The Federal Medical Centre, Katsina, has suspended two of its staff allegedly implicated in a systematic diversion of doctors’ salaries into bogus private bank accounts.
Usman Saifullah and Abba Salisu, who work in the Accounts Department of the hospital, were given a temporary leave from duty following an interim report from a committee set up by the hospital management.
PREMIUM TIMES had reported, last week, how a forensic audit of medical doctors at the health facility revealed millions of naira being funnelled into bank accounts of ghost medical doctors.
Last month, the forensic audit committee was set up by the hospital management in conjunction with the Nigerian Medical Association, the Medical and Dental Consultants Association of Nigeria, and the Association of Resident Doctors to look into the personnel budget of the hospital.
The objective was to ascertain how much fund is available for the approved skipping of a salary grade by the doctors.
The audit, which covered 130 doctors between January and July this year, showed that over N8 million was paid into bank accounts of medics who no longer work at the hospital.
An analysis of the doctors’ pay register showed a continuous channelling of government funds into the bank accounts of ghost doctors.

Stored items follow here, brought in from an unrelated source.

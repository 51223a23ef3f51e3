//! Text templates over serializable data
//!
//! A template is plain text with `{{ ... }}` actions. Supported actions:
//!
//! | Action          | Meaning                                  |
//! |-----------------|------------------------------------------|
//! | `{{ . }}`       | The whole data value                     |
//! | `{{ .Name }}`   | Field `Name` of the data value           |
//! | `{{ .A.B }}`    | Nested field lookup                      |
//!
//! Lookups are strict: referencing a key the data does not provide fails
//! the render instead of producing an empty string.

use serde::Serialize;
use serde_json::Value;

use crate::{Error, Result};

/// Render `template` with `data` bound as the root value.
pub fn render<T: Serialize + ?Sized>(template: &str, data: &T) -> Result<String> {
    let value = serde_json::to_value(data)?;
    render_value(template, &value)
}

/// Render `template` against an already-converted JSON value.
pub fn render_value(template: &str, data: &Value) -> Result<String> {
    let mut result = String::with_capacity(template.len());
    let mut remaining = template;
    let mut offset = 0;

    while let Some(start) = remaining.find("{{") {
        result.push_str(&remaining[..start]);

        let Some(end) = remaining[start..].find("}}") else {
            return Err(Error::UnterminatedAction {
                offset: offset + start,
            });
        };
        let action = remaining[start + 2..start + end].trim();
        push_value(&mut result, lookup(data, action)?);

        let end_abs = start + end + 2;
        offset += end_abs;
        remaining = &remaining[end_abs..];
    }

    result.push_str(remaining);
    Ok(result)
}

fn lookup<'a>(data: &'a Value, action: &str) -> Result<&'a Value> {
    if action == "." {
        return Ok(data);
    }
    let Some(path) = action.strip_prefix('.') else {
        return Err(Error::InvalidAction {
            action: action.to_string(),
        });
    };

    let mut current = data;
    for key in path.split('.') {
        if key.is_empty() || key.contains(char::is_whitespace) {
            return Err(Error::InvalidAction {
                action: action.to_string(),
            });
        }
        current = current
            .as_object()
            .and_then(|map| map.get(key))
            .ok_or_else(|| Error::MissingTemplateKey {
                key: path.to_string(),
            })?;
    }
    Ok(current)
}

fn push_value(out: &mut String, value: &Value) {
    match value {
        Value::Null => {}
        Value::String(s) => out.push_str(s),
        Value::Bool(b) => out.push_str(&b.to_string()),
        Value::Number(n) => out.push_str(&n.to_string()),
        other => out.push_str(&other.to_string()),
    }
}

#[cfg(test)]
mod tests {
    use super::*;
    use serde_json::json;

    #[derive(Serialize)]
    struct Named {
        #[serde(rename = "Name")]
        name: String,
    }

    #[derive(Serialize)]
    struct Empty {}

    #[test]
    fn renders_field() {
        let data = Named { name: "x".into() };
        assert_eq!(render("Hello {{.Name}}", &data).unwrap(), "Hello x");
    }

    #[test]
    fn missing_field_is_an_error() {
        let err = render("Hello {{.Name}}", &Empty {}).unwrap_err();
        assert!(matches!(err, Error::MissingTemplateKey { ref key } if key == "Name"));
    }

    #[test]
    fn unit_data_has_no_fields() {
        assert!(render("{{ .Name }}", &()).is_err());
    }

    #[test]
    fn nested_lookup_and_spacing() {
        let data = json!({"Service": {"Port": 8080, "Public": true}});
        let out = render_value("port={{ .Service.Port }} public={{.Service.Public}}", &data).unwrap();
        assert_eq!(out, "port=8080 public=true");
    }

    #[test]
    fn dot_renders_whole_value() {
        assert_eq!(render("[{{ . }}]", "abc").unwrap(), "[abc]");
    }

    #[test]
    fn text_without_actions_is_unchanged() {
        let text = "FROM alpine\nRUN echo hi\n";
        assert_eq!(render(text, &()).unwrap(), text);
    }

    #[test]
    fn unterminated_action_reports_offset() {
        let err = render_value("ab{{ .X", &json!({"X": 1})).unwrap_err();
        assert!(matches!(err, Error::UnterminatedAction { offset: 2 }));
    }

    #[test]
    fn action_without_leading_dot_is_invalid() {
        let err = render_value("{{ Name }}", &json!({"Name": 1})).unwrap_err();
        assert!(matches!(err, Error::InvalidAction { .. }));
    }

    #[test]
    fn replacement_is_not_rescanned() {
        let data = json!({"A": "{{ .B }}"});
        assert_eq!(render_value("{{.A}}", &data).unwrap(), "{{ .B }}");
    }
}
//! Path Mapping Resolver
//!
//! Applies mappings in three fixed phases:
//!
//! 1. `Source` mappings, first occurrence of each `(source, destination)`
//! 2. everything else in caller order, `Default` deduplicated like `Source`
//! 3. `Delete` mappings
//!
//! A failing mapping is logged and recorded in the report; the rest still
//! run. Only an unusable source or output root aborts resolution.

use std::collections::HashSet;
use std::fs;
use std::path::{Component, Path, PathBuf};

use serde::Serialize;
use serde_json::Value;

use super::{PathMapping, PathMappingKind};
use crate::{Error, Result};
use shift_fs::path::resolve_under;

/// Outcome of a [`resolve`] run.
#[derive(Debug, Clone, Default, Serialize)]
pub struct ResolveReport {
    /// Mappings that were applied, in application order
    pub applied: Vec<String>,
    /// Duplicate mappings that were skipped
    pub skipped: usize,
    /// Mappings that failed, with the reason
    pub errors: Vec<String>,
}

impl ResolveReport {
    pub fn is_clean(&self) -> bool {
        self.errors.is_empty()
    }
}

/// Apply `mappings` onto `output_root`.
///
/// # Errors
///
/// [`Error::RootUnavailable`] when `source_root` cannot be read or
/// `output_root` cannot be created. Per-mapping failures are reported in
/// [`ResolveReport::errors`] instead.
pub fn resolve(mappings: &[PathMapping], source_root: &Path, output_root: &Path) -> Result<ResolveReport> {
    fs::metadata(source_root).map_err(|source| Error::RootUnavailable {
        path: source_root.to_path_buf(),
        source,
    })?;
    fs::create_dir_all(output_root).map_err(|source| Error::RootUnavailable {
        path: output_root.to_path_buf(),
        source,
    })?;

    let mut resolver = Resolver {
        source_root,
        output_root,
        report: ResolveReport::default(),
    };

    let mut seen_source = HashSet::new();
    for mapping in mappings.iter().filter(|m| m.kind == PathMappingKind::Source) {
        if !seen_source.insert((&mapping.source_path, &mapping.destination_path)) {
            resolver.report.skipped += 1;
            continue;
        }
        resolver.apply(mapping);
    }

    let mut seen_default = HashSet::new();
    for mapping in mappings {
        match mapping.kind {
            PathMappingKind::Source | PathMappingKind::Delete => {}
            PathMappingKind::Default => {
                if !seen_default.insert((&mapping.source_path, &mapping.destination_path)) {
                    resolver.report.skipped += 1;
                    continue;
                }
                resolver.apply(mapping);
            }
            PathMappingKind::ModifiedSource | PathMappingKind::Template => resolver.apply(mapping),
        }
    }

    for mapping in mappings.iter().filter(|m| m.kind == PathMappingKind::Delete) {
        resolver.apply(mapping);
    }

    Ok(resolver.report)
}

struct Resolver<'a> {
    source_root: &'a Path,
    output_root: &'a Path,
    report: ResolveReport,
}

impl Resolver<'_> {
    fn apply(&mut self, mapping: &PathMapping) {
        match self.try_apply(mapping) {
            Ok(()) => self.report.applied.push(mapping.to_string()),
            Err(e) => {
                tracing::error!(mapping = %mapping, error = %e, "Failed to apply path mapping");
                self.report.errors.push(format!("{mapping}: {e}"));
            }
        }
    }

    fn try_apply(&self, mapping: &PathMapping) -> Result<()> {
        let destination = self.destination(&mapping.destination_path)?;

        match mapping.kind {
            PathMappingKind::Delete => {
                tracing::debug!(path = %destination.display(), "Deleting");
                shift_fs::io::remove_any(&destination)?;
            }
            PathMappingKind::Template => {
                let source = resolve_under(self.source_root, &mapping.source_path);
                let data = mapping.template_data.as_ref().unwrap_or(&Value::Null);
                shift_fs::template_copy(&source, &destination, data)?;
            }
            PathMappingKind::Default | PathMappingKind::Source | PathMappingKind::ModifiedSource => {
                let source = resolve_under(self.source_root, &mapping.source_path);
                shift_fs::merge(&source, &destination)?;
            }
        }
        Ok(())
    }

    fn destination(&self, path: &Path) -> Result<PathBuf> {
        if path.is_relative() && path.components().any(|c| c == Component::ParentDir) {
            return Err(Error::EscapesRoot {
                path: path.to_path_buf(),
            });
        }
        Ok(resolve_under(self.output_root, path))
    }
}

For the month of January, 2015, five of the doctors received over N1 million.
All five had left the services of the hospital a year ago.
The same payment was repeated in February.
In March, the three doctors who were paid a total of N626,000 had also left in 2014, after their housemanship.
The pattern in March was repeated in April.
In May, six ghost doctors and an ‘NMA 500 Deduction’ gulped N1.3 million.
A similar pattern was repeated in June.
In July, four doctors who had also finished their housemanship and left were also paid N805,000.
As members of the audit committee began pushing for a wholesale audit of the entire hospital – about 1,400 medical and non-medical staff – they began receiving death threats, sending some of them into hiding.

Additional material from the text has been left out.